■ **EXERCISE MATERIALS**
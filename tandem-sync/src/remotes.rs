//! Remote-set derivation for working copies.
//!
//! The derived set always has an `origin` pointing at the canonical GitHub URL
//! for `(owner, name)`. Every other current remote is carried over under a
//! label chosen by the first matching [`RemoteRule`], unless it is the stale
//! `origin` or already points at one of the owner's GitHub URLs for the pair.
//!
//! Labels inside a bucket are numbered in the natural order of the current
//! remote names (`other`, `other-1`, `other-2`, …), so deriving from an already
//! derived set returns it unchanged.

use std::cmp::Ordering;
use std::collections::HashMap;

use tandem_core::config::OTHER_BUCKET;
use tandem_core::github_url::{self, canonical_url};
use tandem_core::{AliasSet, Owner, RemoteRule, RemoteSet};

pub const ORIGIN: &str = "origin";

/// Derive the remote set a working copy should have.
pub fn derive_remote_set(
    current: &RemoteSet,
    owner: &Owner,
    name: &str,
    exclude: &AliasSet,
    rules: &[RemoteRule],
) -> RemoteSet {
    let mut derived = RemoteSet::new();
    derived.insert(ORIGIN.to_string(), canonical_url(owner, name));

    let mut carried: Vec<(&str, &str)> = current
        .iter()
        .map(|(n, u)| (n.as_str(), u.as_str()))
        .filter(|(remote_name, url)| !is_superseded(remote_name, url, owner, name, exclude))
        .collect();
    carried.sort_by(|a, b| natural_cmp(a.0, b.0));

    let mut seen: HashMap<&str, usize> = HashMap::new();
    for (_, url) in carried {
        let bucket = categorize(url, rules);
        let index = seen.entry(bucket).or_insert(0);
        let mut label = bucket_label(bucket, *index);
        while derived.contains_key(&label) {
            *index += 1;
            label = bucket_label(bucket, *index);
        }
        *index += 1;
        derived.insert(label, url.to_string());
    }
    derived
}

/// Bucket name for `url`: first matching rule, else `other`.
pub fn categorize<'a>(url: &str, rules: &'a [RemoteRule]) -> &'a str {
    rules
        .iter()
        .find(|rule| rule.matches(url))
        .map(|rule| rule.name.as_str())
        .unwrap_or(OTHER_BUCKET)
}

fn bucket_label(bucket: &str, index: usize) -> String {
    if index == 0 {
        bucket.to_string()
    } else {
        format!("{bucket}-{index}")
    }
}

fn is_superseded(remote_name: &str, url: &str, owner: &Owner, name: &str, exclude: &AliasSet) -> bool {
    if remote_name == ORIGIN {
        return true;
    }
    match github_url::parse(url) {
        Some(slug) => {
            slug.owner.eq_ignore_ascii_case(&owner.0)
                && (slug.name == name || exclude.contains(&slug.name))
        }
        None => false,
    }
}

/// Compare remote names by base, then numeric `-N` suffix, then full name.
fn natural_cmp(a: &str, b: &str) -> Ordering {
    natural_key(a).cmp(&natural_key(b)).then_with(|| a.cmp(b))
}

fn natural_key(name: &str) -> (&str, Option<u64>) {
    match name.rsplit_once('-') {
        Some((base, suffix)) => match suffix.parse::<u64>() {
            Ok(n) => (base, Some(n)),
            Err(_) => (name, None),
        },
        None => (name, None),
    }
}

---

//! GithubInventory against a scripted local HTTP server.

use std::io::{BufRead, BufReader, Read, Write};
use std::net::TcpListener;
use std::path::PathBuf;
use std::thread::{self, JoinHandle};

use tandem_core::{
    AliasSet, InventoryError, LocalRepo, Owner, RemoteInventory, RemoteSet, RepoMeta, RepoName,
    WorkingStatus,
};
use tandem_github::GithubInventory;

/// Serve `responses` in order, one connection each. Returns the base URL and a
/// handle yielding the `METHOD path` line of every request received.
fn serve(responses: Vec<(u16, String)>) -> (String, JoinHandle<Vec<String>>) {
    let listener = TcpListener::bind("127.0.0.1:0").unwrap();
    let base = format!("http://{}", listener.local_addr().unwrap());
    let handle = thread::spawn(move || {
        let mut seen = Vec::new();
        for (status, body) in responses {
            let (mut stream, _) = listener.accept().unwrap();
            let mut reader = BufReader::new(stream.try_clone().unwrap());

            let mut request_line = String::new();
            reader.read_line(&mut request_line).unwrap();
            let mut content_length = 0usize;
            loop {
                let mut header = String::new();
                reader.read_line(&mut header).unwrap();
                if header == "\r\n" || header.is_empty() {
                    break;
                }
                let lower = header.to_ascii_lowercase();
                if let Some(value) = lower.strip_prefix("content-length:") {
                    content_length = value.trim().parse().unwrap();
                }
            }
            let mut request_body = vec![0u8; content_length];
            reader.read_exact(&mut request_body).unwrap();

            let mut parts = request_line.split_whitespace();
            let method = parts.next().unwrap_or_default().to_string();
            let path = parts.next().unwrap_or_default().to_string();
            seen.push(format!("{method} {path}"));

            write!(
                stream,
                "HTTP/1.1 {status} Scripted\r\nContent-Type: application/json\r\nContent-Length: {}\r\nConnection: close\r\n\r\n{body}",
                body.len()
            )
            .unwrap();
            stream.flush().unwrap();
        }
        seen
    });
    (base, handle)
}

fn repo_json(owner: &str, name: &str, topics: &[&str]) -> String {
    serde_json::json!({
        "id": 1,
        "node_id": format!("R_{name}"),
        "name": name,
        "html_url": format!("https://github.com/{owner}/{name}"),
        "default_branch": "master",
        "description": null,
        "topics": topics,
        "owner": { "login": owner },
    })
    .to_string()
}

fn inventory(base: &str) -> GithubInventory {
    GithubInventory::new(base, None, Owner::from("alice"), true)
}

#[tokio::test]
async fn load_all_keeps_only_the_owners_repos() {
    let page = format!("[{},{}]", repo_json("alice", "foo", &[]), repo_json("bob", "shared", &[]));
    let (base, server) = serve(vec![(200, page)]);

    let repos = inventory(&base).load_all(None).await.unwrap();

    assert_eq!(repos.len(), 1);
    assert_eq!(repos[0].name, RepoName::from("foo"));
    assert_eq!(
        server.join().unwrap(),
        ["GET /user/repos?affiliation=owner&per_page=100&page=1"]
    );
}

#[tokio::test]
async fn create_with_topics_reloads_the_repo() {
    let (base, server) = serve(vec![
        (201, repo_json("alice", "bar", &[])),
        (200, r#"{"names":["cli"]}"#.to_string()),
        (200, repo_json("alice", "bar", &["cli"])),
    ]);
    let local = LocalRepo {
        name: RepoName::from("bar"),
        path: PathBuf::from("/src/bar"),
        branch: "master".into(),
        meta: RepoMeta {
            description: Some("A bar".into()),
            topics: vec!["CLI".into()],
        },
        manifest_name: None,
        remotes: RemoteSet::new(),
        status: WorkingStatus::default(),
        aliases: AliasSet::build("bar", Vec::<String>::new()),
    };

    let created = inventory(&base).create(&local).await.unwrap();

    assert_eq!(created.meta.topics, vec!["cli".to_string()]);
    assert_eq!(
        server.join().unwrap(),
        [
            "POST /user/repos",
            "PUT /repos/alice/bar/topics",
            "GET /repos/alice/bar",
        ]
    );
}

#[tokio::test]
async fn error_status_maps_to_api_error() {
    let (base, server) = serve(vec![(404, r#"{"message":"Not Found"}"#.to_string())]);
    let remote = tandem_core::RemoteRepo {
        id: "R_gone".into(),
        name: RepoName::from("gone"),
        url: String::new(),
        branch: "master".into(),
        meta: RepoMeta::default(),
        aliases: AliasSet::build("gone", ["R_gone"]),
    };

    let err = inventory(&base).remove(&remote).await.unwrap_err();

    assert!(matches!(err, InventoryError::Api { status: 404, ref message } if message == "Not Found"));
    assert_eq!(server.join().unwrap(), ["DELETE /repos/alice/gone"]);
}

==

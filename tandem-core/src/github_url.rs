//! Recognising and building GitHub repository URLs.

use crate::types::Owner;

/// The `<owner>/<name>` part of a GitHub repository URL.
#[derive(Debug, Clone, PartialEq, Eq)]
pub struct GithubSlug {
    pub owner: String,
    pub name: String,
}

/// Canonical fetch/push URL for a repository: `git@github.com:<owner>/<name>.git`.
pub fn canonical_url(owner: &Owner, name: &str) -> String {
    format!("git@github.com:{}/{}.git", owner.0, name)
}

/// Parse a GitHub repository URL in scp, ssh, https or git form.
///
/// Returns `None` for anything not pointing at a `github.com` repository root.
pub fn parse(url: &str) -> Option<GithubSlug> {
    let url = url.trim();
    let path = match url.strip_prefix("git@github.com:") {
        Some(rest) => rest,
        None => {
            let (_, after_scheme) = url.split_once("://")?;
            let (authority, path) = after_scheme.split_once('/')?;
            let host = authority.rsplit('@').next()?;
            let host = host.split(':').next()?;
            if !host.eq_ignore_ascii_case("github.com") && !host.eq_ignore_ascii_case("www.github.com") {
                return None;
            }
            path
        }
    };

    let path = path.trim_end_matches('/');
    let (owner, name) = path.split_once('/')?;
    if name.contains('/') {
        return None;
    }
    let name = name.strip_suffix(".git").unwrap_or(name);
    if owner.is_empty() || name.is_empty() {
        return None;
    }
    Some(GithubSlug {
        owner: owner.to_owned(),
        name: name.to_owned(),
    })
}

■ **EXERCISE DETAILS**
Copy out each line of the records above that includes "Ordering".

■ **REPLY TO THE TASK**
use std::cmp::Ordering;
fn natural_cmp(a: &str, b: &str) -> Ordering {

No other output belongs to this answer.